On Thu, Aug 29, 2013 at 12:56:35PM +0100, Mark Ballard wrote:
> I think this is really an attempt at user feedback, rather than user
> discussion. But there's no such thing as a user-feedback mail list.
> Nevertheless, others may find this pertinent: why doesn't mke2fs
> handle USB's competently? And if it does, why doesn't it reassure me
> so?

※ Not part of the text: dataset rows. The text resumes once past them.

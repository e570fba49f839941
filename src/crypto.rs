//! Callback message crypto
//!
//! Features:
//! - Signature computation (SHA1 over lexicographically sorted parts)
//! - Constant-time signature verification
//! - AES-256-CBC encryption/decryption of the platform frame
//! - Encrypted passive-reply envelope
//!
//! Plaintext frame (before PKCS#7 padding to a 32-byte block):
//! 16B random | 4B big-endian msg_len | msg(msg_len) | receiver_id

use base64::{Engine, engine::general_purpose::STANDARD as BASE64};
use sha1::{Digest, Sha1};
use subtle::ConstantTimeEq;
use thiserror::Error;

use aes::Aes256;
use cbc::cipher::block_padding::NoPadding;
use cbc::cipher::{BlockDecryptMut, BlockEncryptMut, KeyIvInit};

use crate::keys::AesKey;

type Aes256CbcDec = cbc::Decryptor<Aes256>;
type Aes256CbcEnc = cbc::Encryptor<Aes256>;

/// PKCS#7 block size used by the platform (not the AES block size).
pub const PAD_BLOCK_SIZE: usize = 32;
/// Length of the random prefix in every frame.
pub const RANDOM_LEN: usize = 16;

const LEN_PREFIX: usize = 4;

#[derive(Debug, Error, PartialEq, Eq)]
pub enum CryptoError {
    #[error("invalid base64: {0}")]
    Base64(String),
    #[error("ciphertext length {0} is not a positive multiple of the AES block size")]
    CipherLength(usize),
    #[error("crypto error")]
    Crypto,
    #[error("invalid padding")]
    Padding,
    #[error("bad message frame")]
    BadFrame,
}

/// Result of opening one encrypted frame.
#[derive(Debug, Clone, PartialEq, Eq)]
pub struct Decrypted {
    /// Random prefix chosen by the sender
    pub random: [u8; RANDOM_LEN],
    /// Message bytes (usually XML)
    pub message: Vec<u8>,
    /// Trailing receiver id (suite id, corp id or appid)
    pub receiver_id: Vec<u8>,
}

/// Compute SHA1 signature by sorting parts lexicographically and concatenating.
pub fn sha1_signature(parts: &[&str]) -> String {
    let mut v = parts.to_vec();
    v.sort_unstable();
    let mut hasher = Sha1::new();
    for p in v {
        hasher.update(p.as_bytes());
    }
    hex::encode(hasher.finalize())
}

/// Signature over an encrypted payload (`msg_signature`).
pub fn msg_signature(token: &str, timestamp: &str, nonce: &str, encrypt: &str) -> String {
    sha1_signature(&[token, timestamp, nonce, encrypt])
}

/// Whether `signature` is exactly 40 hex characters.
pub fn is_well_formed_signature(signature: &str) -> bool {
    signature.len() == 40 && signature.bytes().all(|b| b.is_ascii_hexdigit())
}

/// Compare a computed signature to the supplied one in constant time (case-sensitive).
pub fn signature_matches(expected: &str, supplied: &str) -> bool {
    constant_time_eq(expected.as_bytes(), supplied.as_bytes())
}

/// Verify URL signature (no encrypt parameter).
pub fn verify_url_signature(token: &str, timestamp: &str, nonce: &str, signature: &str) -> bool {
    signature_matches(&sha1_signature(&[token, timestamp, nonce]), signature)
}

/// Verify message signature (includes encrypt parameter).
pub fn verify_msg_signature(
    token: &str,
    timestamp: &str,
    nonce: &str,
    encrypt: &str,
    signature: &str,
) -> bool {
    signature_matches(&msg_signature(token, timestamp, nonce, encrypt), signature)
}

/// Constant-time byte comparison. Inputs of different lengths compare unequal.
pub fn constant_time_eq(a: &[u8], b: &[u8]) -> bool {
    a.ct_eq(b).into()
}

/// Decode base64 ciphertext, tolerating the URL-safe alphabet and missing padding.
pub fn decode_base64(cipher_b64: &str) -> Result<Vec<u8>, CryptoError> {
    let mut normalized = cipher_b64.trim().replace('-', "+").replace('_', "/");
    match normalized.len() % 4 {
        2 => normalized.push_str("=="),
        3 => normalized.push('='),
        _ => {}
    }
    BASE64
        .decode(normalized.as_bytes())
        .map_err(|e| CryptoError::Base64(e.to_string()))
}

/// Decrypt one frame with `key`.
pub fn decrypt(key: &AesKey, ciphertext: &[u8]) -> Result<Decrypted, CryptoError> {
    if ciphertext.is_empty() || ciphertext.len() % 16 != 0 {
        return Err(CryptoError::CipherLength(ciphertext.len()));
    }
    let mut buf = ciphertext.to_vec();
    let plaintext = Aes256CbcDec::new_from_slices(key.as_bytes(), key.iv())
        .map_err(|_| CryptoError::Crypto)?
        .decrypt_padded_mut::<NoPadding>(&mut buf)
        .map_err(|_| CryptoError::Crypto)?;
    let plaintext = pkcs7_unpad(plaintext)?;

    if plaintext.len() < RANDOM_LEN + LEN_PREFIX {
        return Err(CryptoError::BadFrame);
    }
    let mut random = [0u8; RANDOM_LEN];
    random.copy_from_slice(&plaintext[..RANDOM_LEN]);

    let content = &plaintext[RANDOM_LEN..];
    let msg_len = u32::from_be_bytes([content[0], content[1], content[2], content[3]]) as usize;
    let msg_end = LEN_PREFIX
        .checked_add(msg_len)
        .ok_or(CryptoError::BadFrame)?;
    if content.len() < msg_end {
        return Err(CryptoError::BadFrame);
    }

    Ok(Decrypted {
        random,
        message: content[LEN_PREFIX..msg_end].to_vec(),
        receiver_id: content[msg_end..].to_vec(),
    })
}

/// Encrypt one frame with `key`.
pub fn encrypt(
    key: &AesKey,
    random: &[u8; RANDOM_LEN],
    message: &[u8],
    receiver_id: &[u8],
) -> Result<Vec<u8>, CryptoError> {
    let msg_len = u32::try_from(message.len()).map_err(|_| CryptoError::BadFrame)?;
    let mut frame =
        Vec::with_capacity(RANDOM_LEN + LEN_PREFIX + message.len() + receiver_id.len() + 32);
    frame.extend_from_slice(random);
    frame.extend_from_slice(&msg_len.to_be_bytes());
    frame.extend_from_slice(message);
    frame.extend_from_slice(receiver_id);
    pkcs7_pad(&mut frame);

    let len = frame.len();
    Aes256CbcEnc::new_from_slices(key.as_bytes(), key.iv())
        .map_err(|_| CryptoError::Crypto)?
        .encrypt_padded_mut::<NoPadding>(&mut frame, len)
        .map_err(|_| CryptoError::Crypto)?;
    Ok(frame)
}

/// Encrypt and base64-encode, as carried in `Encrypt` fields and `echostr`.
pub fn encrypt_to_base64(
    key: &AesKey,
    random: &[u8; RANDOM_LEN],
    message: &[u8],
    receiver_id: &[u8],
) -> Result<String, CryptoError> {
    Ok(BASE64.encode(encrypt(key, random, message, receiver_id)?))
}

/// Build the encrypted passive-reply XML for `message`.
pub fn encrypt_reply(
    token: &str,
    key: &AesKey,
    receiver_id: &str,
    message: &[u8],
    timestamp: &str,
    nonce: &str,
) -> Result<String, CryptoError> {
    let mut random = [0u8; RANDOM_LEN];
    rand::RngCore::fill_bytes(&mut rand::rng(), &mut random);
    let encrypt = encrypt_to_base64(key, &random, message, receiver_id.as_bytes())?;
    let signature = msg_signature(token, timestamp, nonce, &encrypt);
    Ok(format!(
        "<xml><Encrypt><![CDATA[{encrypt}]]></Encrypt><MsgSignature><![CDATA[{signature}]]></MsgSignature><TimeStamp>{timestamp}</TimeStamp><Nonce><![CDATA[{nonce}]]></Nonce></xml>"
    ))
}

fn pkcs7_pad(buf: &mut Vec<u8>) {
    let pad = PAD_BLOCK_SIZE - buf.len() % PAD_BLOCK_SIZE;
    buf.extend(std::iter::repeat_n(pad as u8, pad));
}

fn pkcs7_unpad(buf: &[u8]) -> Result<&[u8], CryptoError> {
    let Some(&last) = buf.last() else {
        return Err(CryptoError::Padding);
    };
    let pad = last as usize;
    if pad == 0 || pad > PAD_BLOCK_SIZE || pad > buf.len() {
        return Err(CryptoError::Padding);
    }
    let (body, padding) = buf.split_at(buf.len() - pad);
    if padding.iter().any(|b| *b != last) {
        return Err(CryptoError::Padding);
    }
    Ok(body)
}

And how can I handle a linux-formatted USB flash drive in the
> absence of my system giving me any guidance?

The problem is that it really depends on the quality of the flash
drive.   Two main things drive this:

1)  Whether the flash used in the drive is SLC. MLC, or TLC.  This
will tell you how many write cycles the flash can support.  This is
where you will see numbers such as 10,000 write cycles, all the way
down to 1,000 write depending on the quality of the flash used.

2) The quality of the Flash Translation Layer (FTL).  The important
thing to remember here is that not all parts of the storage device
will get used to the same amount.  Some files will rarely change once
they are installed on the device; others will change a huge amount.
So a good Flash Translation Layer will spread out the wear so that if
you have a 120GB device, with flash cells that support 10,000 write
cycles, that ideally you can support up to 10,000 times 120GB == 120
TB worth of writes.  Of course, that assumes 100% efficiency, which is
unrealistic.  But some FTL's are incredibly bad, and in the worst
case, if they aren't spreading the wear around at all, if you write a
single block 1,000 times, and the flash only supports 1,000 write
cycles, then that block will go bad.

Unfortunately, the cheapest USB flash devices that you find in the
bargain bin at the checkout counter of the Micro Center tend to use
the crappiest flash media possible, and the crappist FTL's.  Some even
will only have 512MB of flash even though it is advertised as having
8GB of flash, such that if you ever write more than 512MB worth of
files on the flash, you will start losing data.  (Fortunately most
people don't actually use the full capacity of their USB sticks, which
is why the manufacturers can get away with this kind of fraud.)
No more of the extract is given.